La claire compréhension au moment du repas

Il faut considérer sagement la nourriture et s’assurer qu’elle n’augmentera pas les mauvaises consciences (akusala) et ne diminuera pas les bonnes (kusala). C’est la claire compréhension de ce qui est approprié. Il faut ensuite être attentif en mangeant, buvant, mâchant, avalant, etc., ainsi développons-nous la claire compréhension du domaine. Le yogi peut penser que ces instructions sont trop détaillées ou qu’elles ont été inventées par un professeur contemporain. Mais le commentaire explique déjà que tous ces actes sont dépourvus de soi : la diffusion du processus d’oscillation causée par un processus mental amène le mouvement des mains qui façonnent des boulettes de nourriture et les posent dans la bouche. La bouche s’ouvre et la nourriture est pilonnée par la mâchoire supérieure et broyée par l’inférieure qui agit comme un mortier. La langue s’active en rassemblant la nourriture. Celle-ci s’enduit de salive fine présente au bout de la langue et de salive épaisse à la racine de la langue.

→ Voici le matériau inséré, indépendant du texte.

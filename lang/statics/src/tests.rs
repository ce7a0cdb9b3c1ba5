use crate::*;
use bounce_syntax::*;
use pretty_assertions::assert_eq;

fn parse(src: &str) -> Program {
    bounce_surface::parse(src, None).unwrap()
}

fn escapes() -> Vec<VarName> {
    vec![VarName::from("ec"), VarName::from("brk")]
}

/// Analyze the body of the last function in `src` and render its tail positions.
fn tails(src: &str) -> Vec<String> {
    let program = parse(src);
    let (_, def) = program.functions().last().unwrap();
    let positions = analyze(&program, &def.body, &escapes());
    let f = Formatter::new(&program);
    positions
        .iter()
        .map(|pos| match pos {
            | TailPosition::Expr { expr, kind: TailKind::Return } => expr.ugly(&f),
            | TailPosition::Expr { expr, kind: TailKind::Escape } => format!("^{}", expr.ugly(&f)),
            | TailPosition::FallThrough { .. } => "<fall-through>".to_string(),
        })
        .collect()
}

fn transformed(src: &str) -> Vec<String> {
    let out = transform(parse(src), &DecoratorRegistry::with_defaults(), &escapes()).unwrap();
    let f = Formatter::new(&out.program);
    out.program.top.iter().map(|top| top.ugly(&f)).collect()
}

fn transform_err(src: &str) -> StaticsError {
    transform(parse(src), &DecoratorRegistry::with_defaults(), &escapes()).unwrap_err()
}

/* -------------------------------- Analyzer -------------------------------- */

#[test]
fn last_statement_is_the_tail() {
    assert_eq!(tails("(defn f () (a) (b) (c))"), vec!["(c)"]);
}

#[test]
fn every_branch_is_analyzed() {
    let src = "(defn f (x) (cond ((a) (b) (c)) ((d) (and (e) (g))) (else (or (h) (i)))))";
    assert_eq!(tails(src), vec!["(c)", "(g)", "(i)"]);
}

#[test]
fn missing_else_is_not_a_tail() {
    assert_eq!(tails("(defn f (x) (if x (a)))"), vec!["(a)"]);
}

#[test]
fn loops_are_leaves() {
    assert_eq!(tails("(defn f () (while #t (a)))"), vec!["(while #t (a))"]);
}

#[test]
fn escape_arguments_anywhere() {
    let src = "(defn f (ec) (while #t (ec (a))) (if x (brk 1) 2))";
    assert_eq!(tails(src), vec!["(brk 1)", "2", "^(a)", "^1"]);
}

#[test]
fn nested_functions_are_separate_bodies() {
    let src = "(defn f () (let g (fn () (ec 1) (inner))) (g))";
    assert_eq!(tails(src), vec!["(g)"]);
}

#[test]
fn empty_body_falls_through() {
    assert_eq!(tails("(defn f ())"), vec!["<fall-through>"]);
    assert_eq!(tails("(defn f () (begin))"), vec!["<fall-through>"]);
}

#[test]
fn empty_arms_fall_through_on_their_own() {
    assert_eq!(tails("(defn f (x) (if x 1 (begin)))"), vec!["1", "<fall-through>"]);
    let program = parse("(defn f (x) (a) (cond ((= x 0)) (else (b))))");
    let (_, def) = program.functions().last().unwrap();
    let positions = analyze(&program, &def.body, &escapes());
    let seqs: Vec<_> = positions.fall_throughs().collect();
    assert_eq!(seqs.len(), 1);
    assert_ne!(seqs[0], def.body);
    assert!(matches!(&program.exprs[&seqs[0]], Expr::Seq(items) if items.is_empty()));
}

#[test]
fn empty_short_circuit_is_a_leaf() {
    assert_eq!(tails("(defn f () (and))"), vec!["(and)"]);
}

/* -------------------------------- Registry -------------------------------- */

#[test]
fn ordering_ignores_request_order() {
    use DecoratorKind::*;
    let registry = DecoratorRegistry::with_defaults();
    let expected = vec![Memoize, Trampolined, CallEc, Continuations, Lazy];
    let requests = [
        vec![Lazy, Continuations, CallEc, Trampolined, Memoize],
        vec![CallEc, Memoize, Lazy, Trampolined, Continuations],
        vec![Trampolined, Lazy, Memoize, Continuations, CallEc, Lazy],
    ];
    for request in requests {
        assert_eq!(registry.order_for(request).unwrap(), expected);
    }
}

#[test]
fn trampoline_wraps_escape() {
    use DecoratorKind::*;
    let registry = DecoratorRegistry::with_defaults();
    assert_eq!(registry.order_for([CallEc, Trampolined]).unwrap(), vec![Trampolined, CallEc]);
    let mut bad = DecoratorRegistry::new();
    bad.register(CallEc, 1).unwrap();
    bad.register(Trampolined, 2).unwrap();
    assert_eq!(
        bad.validate(),
        Err(StaticsError::EscapeOutsideTrampoline { trampolined: 2, call_ec: 1 })
    );
}

#[test]
fn registry_rejects_what_it_does_not_know() {
    use DecoratorKind::*;
    let mut registry = DecoratorRegistry::new();
    registry.register(Trampolined, 20).unwrap();
    assert_eq!(registry.order_for([Lazy]), Err(StaticsError::UnregisteredKind(Lazy)));
    assert_eq!(
        registry.lookup(&DecoratorName::from("lazy")),
        Err(StaticsError::UnknownDecorator { name: "lazy".into() })
    );
    assert_eq!(
        registry.lookup(&DecoratorName::from("bogus")),
        Err(StaticsError::UnknownDecorator { name: "bogus".into() })
    );
    assert_eq!(registry.lookup(&DecoratorName::from("trampolined")), Ok(Trampolined));
    assert_eq!(registry.register(Trampolined, 5), Err(StaticsError::DuplicateRegistration(Trampolined)));
    assert_eq!(
        registry.register(Lazy, 20),
        Err(StaticsError::ConflictingPosition { kind: Lazy, other: Trampolined, position: 20 })
    );
}

#[test]
fn global_registry_is_installed_once() {
    let global = DecoratorRegistry::global();
    assert_eq!(global.records().count(), DecoratorKind::ALL.len());
    let again = DecoratorRegistry::with_defaults().install().unwrap();
    assert!(std::ptr::eq(again, global));
    let mut other = DecoratorRegistry::new();
    other.register(DecoratorKind::Trampolined, 20).unwrap();
    assert!(matches!(other.install(), Err(StaticsError::RegistryInstalled)));
}

/* ------------------------------- Transforms ------------------------------- */

#[test]
fn tco_rewrites_return_calls() {
    let src = "(tco (defn f (n) (print n) (if (= n 0) 0 (f (- n 1)))))";
    assert_eq!(
        transformed(src),
        vec!["(define f (fn (n) (print n) (cond ((= n 0) 0) (else (jump f (- n 1))))))"]
    );
}

#[test]
fn escape_calls_are_left_alone() {
    let src = "(tco (defn f (ec) (ec (g 1))))";
    assert_eq!(transformed(src), vec!["(define f (fn (ec) (ec (g 1))))"]);
    let src = "(continuations (defn f (ec x) (if x (ec 1) 2)))";
    let expected = "(define f (fn (ec x cc) (cond (x (ec 1)) (else (jump cc 2)))))";
    assert_eq!(transformed(src), vec![expected]);
}

#[test]
fn functions_outside_blocks_are_untouched() {
    let src = "(defn f (n) (f n))";
    assert_eq!(transformed(src), vec!["(define f (fn (n) (f n)))"]);
}

#[test]
fn capture_splits_the_body() {
    let src = "(continuations (defn f (x) (print x) (capture (k) (g x)) (print k) (+ k 1)))";
    assert_eq!(
        transformed(src),
        vec![
            "(define f (fn (x cc) (print x) \
             (jump g x :cc (cont (k) (print k) (jump + k 1 :cc cc)))))"
        ]
    );
}

#[test]
fn successive_captures_nest() {
    let src = "(continuations (defn f () (capture (a) (g)) (capture (b) (h a)) (tuple a b)))";
    assert_eq!(
        transformed(src),
        vec![
            "(define f (fn (cc) (jump g :cc (cont (a) \
             (jump h a :cc (cont (b) (jump tuple a b :cc cc)))))))"
        ]
    );
}

#[test]
fn plain_values_return_through_cc() {
    assert_eq!(transformed("(continuations (defn f () 5))"), vec!["(define f (fn (cc) (jump cc 5)))"]);
    assert_eq!(transformed("(continuations (defn f ()))"), vec!["(define f (fn (cc) (jump cc nil)))"]);
    assert_eq!(
        transformed("(continuations (defn f (x) (if x 1 (g))))"),
        vec!["(define f (fn (x cc) (cond (x (jump cc 1)) (else (jump g :cc cc)))))"]
    );
}

#[test]
fn empty_arms_return_nil_through_cc() {
    assert_eq!(
        transformed("(continuations (defn f (x) (if x 1 (begin))))"),
        vec!["(define f (fn (x cc) (cond (x (jump cc 1)) (else (jump cc nil)))))"]
    );
    assert_eq!(
        transformed("(continuations (defn f (x) (g) (cond ((= x 0)) (else (+ x 1)))))"),
        vec!["(define f (fn (x cc) (g) (cond ((= x 0) (jump cc nil)) (else (jump + x 1 :cc cc)))))"]
    );
}

#[test]
fn misplaced_captures_are_rejected() {
    for src in [
        "(capture (k) (f))",
        "(defn f () (capture (k) (g)) k)",
        "(continuations (defn f (x) (if x (capture (k) (g)) 1)))",
        "(continuations (defn f () (print (capture (k) (g)))))",
    ] {
        let err = transform_err(src);
        assert!(matches!(err, StaticsError::CapturePlacement { .. }), "{}: {:?}", src, err);
    }
}

#[test]
fn decorations_combine_blocks_and_names() {
    use DecoratorKind::*;
    let src = "(continuations (lazify (defn f () :decorators (memoize call-ec) 1)))";
    let out = transform(parse(src), &DecoratorRegistry::with_defaults(), &escapes()).unwrap();
    let (f, _) = out.program.functions().next().unwrap();
    assert_eq!(out.decorations_of(&f), &[Memoize, Trampolined, CallEc, Continuations, Lazy]);
    assert!(out.is_lazy(&f));
}

#[test]
fn unknown_decorator_is_a_configuration_error() {
    assert_eq!(
        transform_err("(defn f () :decorators (bogus) 1)"),
        StaticsError::UnknownDecorator { name: "bogus".into() }
    );
}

Le commentaire explique le processus en fonction de six éléments : ① l’air produit le mouvement vers le haut et d’un côté à l’autre de la bouche, il pousse la nourriture vers le bas dans l’intestin ② la terre presse la nourriture, la tourne dans la bouche, la pulvérise et la débarrasse de son humidité, ③ l’eau humidifie, ④ le feu la mûrit et ramollit, ⑤ l’espace est le canal par où elle passe et ⑥ l’esprit en a une conscience précise. Avec la claire compréhension de la non-illusion, nous comprenons que les hommes comme les femmes ne sont jamais composés que de ces éléments.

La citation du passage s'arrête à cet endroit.